Giovanni Battista Hodierna discovered NGC 6231 and included it on his list of 40 nebulous objects, printed in 1654. This object shines so brightly, however, that skywatchers earlier than Hodierna certainly noticed it.

The region from Zeta (ζ) to Mu (μ) Scorpii contains a group of hot, young stars called the Scorpius OB1 association, to which NGC 6231 belongs. Twenty member stars shine brighter than 9th magnitude, but their real brightnesses are astounding — the brightest stars of NGC 6231 outshine the Sun by 60,000 times.

Through a 4-inch telescope, you’ll see more than 100 stars. Particularly striking is the knot of half a dozen bright stars at the cluster’s center. The cluster is so bright that it stands out even from the surrounding Milky Way star field. It has sharply defined eastern and southwestern edges.

Hidden beauty
This week’s small-telescope target is globular cluster M12 in Ophiuchus. This gorgeous treat lies 7.7° east-northeast of magnitude 3.2 Yed Posterior (Epsilon [ε] Ophiuchi).

If magnitude 6.1 M12 sat in Virgo instead of Ophiuchus, sharp-eyed observers could spot it without optical aid. Its position within such the latter constellation’s rich star field, however, makes it extremely difficult.

This cluster spans an impressive 14.5′. Through a 4-inch telescope, you’ll see a bright, compact core surrounded by a faint halo.

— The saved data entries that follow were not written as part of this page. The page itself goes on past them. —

//! Type-state builder for `FilamentWidthSensor` and generic `build_sensor` constructor.
//!
//! The builder enforces at compile time that a toolhead, an extrusion scaler
//! and the measurement delay are provided before `build()` is available.
//! `try_build()` is always available for dynamic checks.

use std::marker::PhantomData;
use std::path::PathBuf;

use fwidth_traits::{ExtrusionScaler, Toolhead};

use crate::command::Command;
use crate::config::{ControlCfg, DiameterLimits, QueueCfg, SamplerCfg, SensorLayout};
use crate::controller::FilamentWidthCore;
use crate::error::{BuildError, Result};
use crate::queue::{DelayQueue, QueuedMeasurement};
use crate::sampler::{AdcReport, DiameterSampler, SampleOutcome};
use crate::snapshot::QueueSnapshot;
use crate::status::{NextWake, TickStatus};

// ── Public dynamic-dispatch wrapper ──────────────────────────────────────────

/// Boxed compensator for hosts that pick their devices at runtime.
pub struct FilamentWidthSensor {
    pub(crate) inner: FilamentWidthCore<Box<dyn Toolhead>, Box<dyn ExtrusionScaler>>,
}

impl core::fmt::Debug for FilamentWidthSensor {
    fn fmt(&self, f: &mut core::fmt::Formatter<'_>) -> core::fmt::Result {
        core::fmt::Debug::fmt(&self.inner, f)
    }
}

impl FilamentWidthSensor {
    /// Start building a sensor.
    pub fn builder() -> SensorBuilder<Missing, Missing, Missing> {
        SensorBuilder::default()
    }

    pub fn handle_ready(&mut self, now_us: u64) {
        self.inner.handle_ready(now_us);
    }

    pub fn on_adc_report(&mut self, report: AdcReport) -> SampleOutcome {
        self.inner.on_adc_report(report)
    }

    pub fn tick(&mut self, now_us: u64) -> TickStatus {
        self.inner.tick(now_us)
    }

    pub fn is_due(&self, now_us: u64) -> bool {
        self.inner.is_due(now_us)
    }

    pub fn next_wake(&self) -> NextWake {
        self.inner.next_wake()
    }

    pub fn dispatch(&mut self, cmd: Command, now_us: u64) -> Result<String> {
        self.inner.dispatch(cmd, now_us)
    }

    pub fn run_command(&mut self, name: &str, now_us: u64) -> Result<String> {
        self.inner.run_command(name, now_us)
    }

    pub fn latest_diameter(&self) -> f64 {
        self.inner.latest_diameter()
    }

    pub fn is_active(&self) -> bool {
        self.inner.is_active()
    }

    pub fn queue(&self) -> &DelayQueue {
        self.inner.queue()
    }

    pub fn last_percent(&self) -> Option<u32> {
        self.inner.last_percent()
    }

    pub fn last_measurement(&self) -> Option<QueuedMeasurement> {
        self.inner.last_measurement()
    }

    pub fn ticks(&self) -> u64 {
        self.inner.ticks()
    }

    /// Hand the boxed core to the host runner.
    pub fn into_core(self) -> FilamentWidthCore<Box<dyn Toolhead>, Box<dyn ExtrusionScaler>> {
        self.inner
    }
}

// ── Type-state markers ───────────────────────────────────────────────────────

pub struct Missing;
pub struct Set;

/// Builder for `FilamentWidthSensor`. All fields are validated on `build()`.
pub struct SensorBuilder<T, X, D> {
    toolhead: Option<Box<dyn Toolhead>>,
    scaler: Option<Box<dyn ExtrusionScaler>>,
    measurement_delay_mm: Option<f64>,
    limits: Option<DiameterLimits>,
    queue: Option<QueueCfg>,
    sampler: Option<SamplerCfg>,
    control: Option<ControlCfg>,
    dump_file: Option<PathBuf>,
    _t: PhantomData<T>,
    _x: PhantomData<X>,
    _d: PhantomData<D>,
}

impl Default for SensorBuilder<Missing, Missing, Missing> {
    fn default() -> Self {
        Self {
            toolhead: None,
            scaler: None,
            measurement_delay_mm: None,
            limits: None,
            queue: None,
            sampler: None,
            control: None,
            dump_file: None,
            _t: PhantomData,
            _x: PhantomData,
            _d: PhantomData,
        }
    }
}

fn invalid(msg: &'static str) -> eyre::Report {
    eyre::Report::new(BuildError::InvalidConfig(msg))
}

/// Validate configuration and construct a `FilamentWidthCore`.
///
/// Shared by `SensorBuilder::try_build()` and `build_sensor()`.
#[allow(clippy::too_many_arguments)]
fn validate_and_build<T: Toolhead, X: ExtrusionScaler>(
    toolhead: T,
    scaler: X,
    measurement_delay_mm: f64,
    limits: DiameterLimits,
    queue: QueueCfg,
    sampler: SamplerCfg,
    control: ControlCfg,
    dump_file: Option<PathBuf>,
) -> Result<FilamentWidthCore<T, X>> {
    // ── Validation ───────────────────────────────────────────────────────────
    let DiameterLimits {
        nominal_mm,
        min_mm,
        max_mm,
    } = limits;
    if !(nominal_mm.is_finite() && min_mm.is_finite() && max_mm.is_finite()) {
        return Err(invalid("diameter limits must be finite"));
    }
    if !(min_mm < nominal_mm && nominal_mm < max_mm) {
        return Err(invalid("diameter limits must satisfy min < nominal < max"));
    }
    if !(measurement_delay_mm.is_finite() && measurement_delay_mm > 0.0) {
        return Err(invalid("measurement_delay must be > 0"));
    }
    if !(queue.measurement_interval_mm.is_finite() && queue.measurement_interval_mm >= 0.0) {
        return Err(invalid("measurement_interval_mm must be >= 0"));
    }
    if control.interval_ms == 0 {
        return Err(invalid("control interval_ms must be >= 1"));
    }
    let threshold = control.presence_threshold_mm;
    if !(threshold.is_finite() && threshold >= 0.0 && threshold < min_mm) {
        return Err(invalid("presence_threshold_mm must be in [0, min)"));
    }
    let gain = sampler.calibration.gain_mm_per_unit;
    if !(gain.is_finite() && gain != 0.0 && sampler.calibration.offset_mm.is_finite()) {
        return Err(invalid("calibration must be finite with non-zero gain"));
    }
    if let SensorLayout::Dual { max_skew_us: 0, .. } = sampler.layout {
        return Err(invalid("max pair skew must be > 0"));
    }

    // ── Resources ────────────────────────────────────────────────────────────
    let snapshot = dump_file
        .map(QueueSnapshot::open)
        .transpose()
        .map_err(eyre::Report::new)?;

    tracing::debug!(
        nominal_mm,
        min_mm,
        max_mm,
        measurement_delay_mm,
        interval_mm = queue.measurement_interval_mm,
        layout = ?sampler.layout,
        "filament width sensor configured"
    );

    Ok(FilamentWidthCore::from_parts(
        toolhead,
        scaler,
        limits,
        control,
        DiameterSampler::new(sampler),
        DelayQueue::new(measurement_delay_mm, queue.measurement_interval_mm),
        snapshot,
    ))
}

impl<T, X, D> SensorBuilder<T, X, D> {
    /// Fallible build available in any type-state; returns detailed error for missing pieces.
    pub fn try_build(self) -> Result<FilamentWidthSensor> {
        let toolhead = self
            .toolhead
            .ok_or_else(|| eyre::Report::new(BuildError::MissingToolhead))?;
        let scaler = self
            .scaler
            .ok_or_else(|| eyre::Report::new(BuildError::MissingScaler))?;
        let delay = self
            .measurement_delay_mm
            .ok_or_else(|| eyre::Report::new(BuildError::MissingDelay))?;

        let inner = validate_and_build(
            toolhead,
            scaler,
            delay,
            self.limits.unwrap_or_default(),
            self.queue.unwrap_or_default(),
            self.sampler.unwrap_or_default(),
            self.control.unwrap_or_default(),
            self.dump_file,
        )?;
        Ok(FilamentWidthSensor { inner })
    }

    /// Move every field into a builder with different type-state markers.
    fn retype<T2, X2, D2>(self) -> SensorBuilder<T2, X2, D2> {
        SensorBuilder {
            toolhead: self.toolhead,
            scaler: self.scaler,
            measurement_delay_mm: self.measurement_delay_mm,
            limits: self.limits,
            queue: self.queue,
            sampler: self.sampler,
            control: self.control,
            dump_file: self.dump_file,
            _t: PhantomData,
            _x: PhantomData,
            _d: PhantomData,
        }
    }
}

/// Chainable setters that do not affect type-state.
impl<T, X, D> SensorBuilder<T, X, D> {
    pub fn with_limits(mut self, limits: DiameterLimits) -> Self {
        self.limits = Some(limits);
        self
    }
    pub fn with_queue(mut self, queue: QueueCfg) -> Self {
        self.queue = Some(queue);
        self
    }
    pub fn with_sampler(mut self, sampler: SamplerCfg) -> Self {
        self.sampler = Some(sampler);
        self
    }
    pub fn with_control(mut self, control: ControlCfg) -> Self {
        self.control = Some(control);
        self
    }
    /// Persist the delay queue to `path` after every change.
    pub fn with_dump_file(mut self, path: impl Into<PathBuf>) -> Self {
        self.dump_file = Some(path.into());
        self
    }
}

// Setters that advance type-state
impl<X, D> SensorBuilder<Missing, X, D> {
    pub fn with_toolhead(self, toolhead: impl Toolhead + 'static) -> SensorBuilder<Set, X, D> {
        let mut next = self.retype();
        next.toolhead = Some(Box::new(toolhead));
        next
    }
}

impl<T, D> SensorBuilder<T, Missing, D> {
    pub fn with_scaler(self, scaler: impl ExtrusionScaler + 'static) -> SensorBuilder<T, Set, D> {
        let mut next = self.retype();
        next.scaler = Some(Box::new(scaler));
        next
    }
}

impl<T, X> SensorBuilder<T, X, Missing> {
    pub fn with_measurement_delay(self, mm: f64) -> SensorBuilder<T, X, Set> {
        let mut next = self.retype();
        next.measurement_delay_mm = Some(mm);
        next
    }
}

impl<T, X, D> SensorBuilder<T, X, D> {
    /// Take every tunable (including the measurement delay) from a loaded config.
    pub fn with_config(self, cfg: &fwidth_config::Config) -> SensorBuilder<T, X, Set> {
        let mut next = self
            .with_limits(DiameterLimits::from(&cfg.filament))
            .with_queue(QueueCfg::from(&cfg.filament))
            .with_sampler(SamplerCfg::from(cfg))
            .with_control(ControlCfg::from(cfg))
            .retype::<T, X, Set>();
        next.measurement_delay_mm = Some(cfg.filament.measurement_delay);
        next.dump_file = cfg.persistence.dump_file.clone();
        next
    }
}

impl SensorBuilder<Set, Set, Set> {
    /// Validate and build. Only available when toolhead, scaler and delay are set.
    pub fn build(self) -> Result<FilamentWidthSensor> {
        self.try_build()
    }
}

/// Generic, statically-dispatched alias using the unified core.
pub type FilamentWidthSensorG<T, X> = FilamentWidthCore<T, X>;

/// Build a statically-dispatched compensator from concrete devices.
#[allow(clippy::too_many_arguments)]
pub fn build_sensor<T, X>(
    toolhead: T,
    scaler: X,
    measurement_delay_mm: f64,
    limits: DiameterLimits,
    queue: QueueCfg,
    sampler: SamplerCfg,
    control: ControlCfg,
    dump_file: Option<PathBuf>,
) -> Result<FilamentWidthSensorG<T, X>>
where
    T: Toolhead,
    X: ExtrusionScaler,
{
    validate_and_build(
        toolhead,
        scaler,
        measurement_delay_mm,
        limits,
        queue,
        sampler,
        control,
        dump_file,
    )
}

Four 10th-magnitude stars sit in front of it. Through an 11-inch scope, M12 resolves into hundreds of stars. At high magnifications, the stars appear evenly distributed, the center shows little concentration, and the cluster’s edge appears irregular.

A summer bug
This week’s large-telescope target is a planetary nebula called the Bug Nebula (NGC 6302) in Scorpius. Look for it 3.9° west of magnitude 1.6 Shaula (Lambda [λ] Scorpii).

The Bug Nebula, named for its insect-like shape, is one of the brightest and most massive planetary nebulae known. It shines at magnitude 9.6 and measures 50″ across.

Through an 11-inch telescope at low power, NGC 6302 appears like a bright galaxy 4 times as long as it is wide, oriented east to west. At magnifications above 150x, you’ll easily identify the bipolar nature of this object.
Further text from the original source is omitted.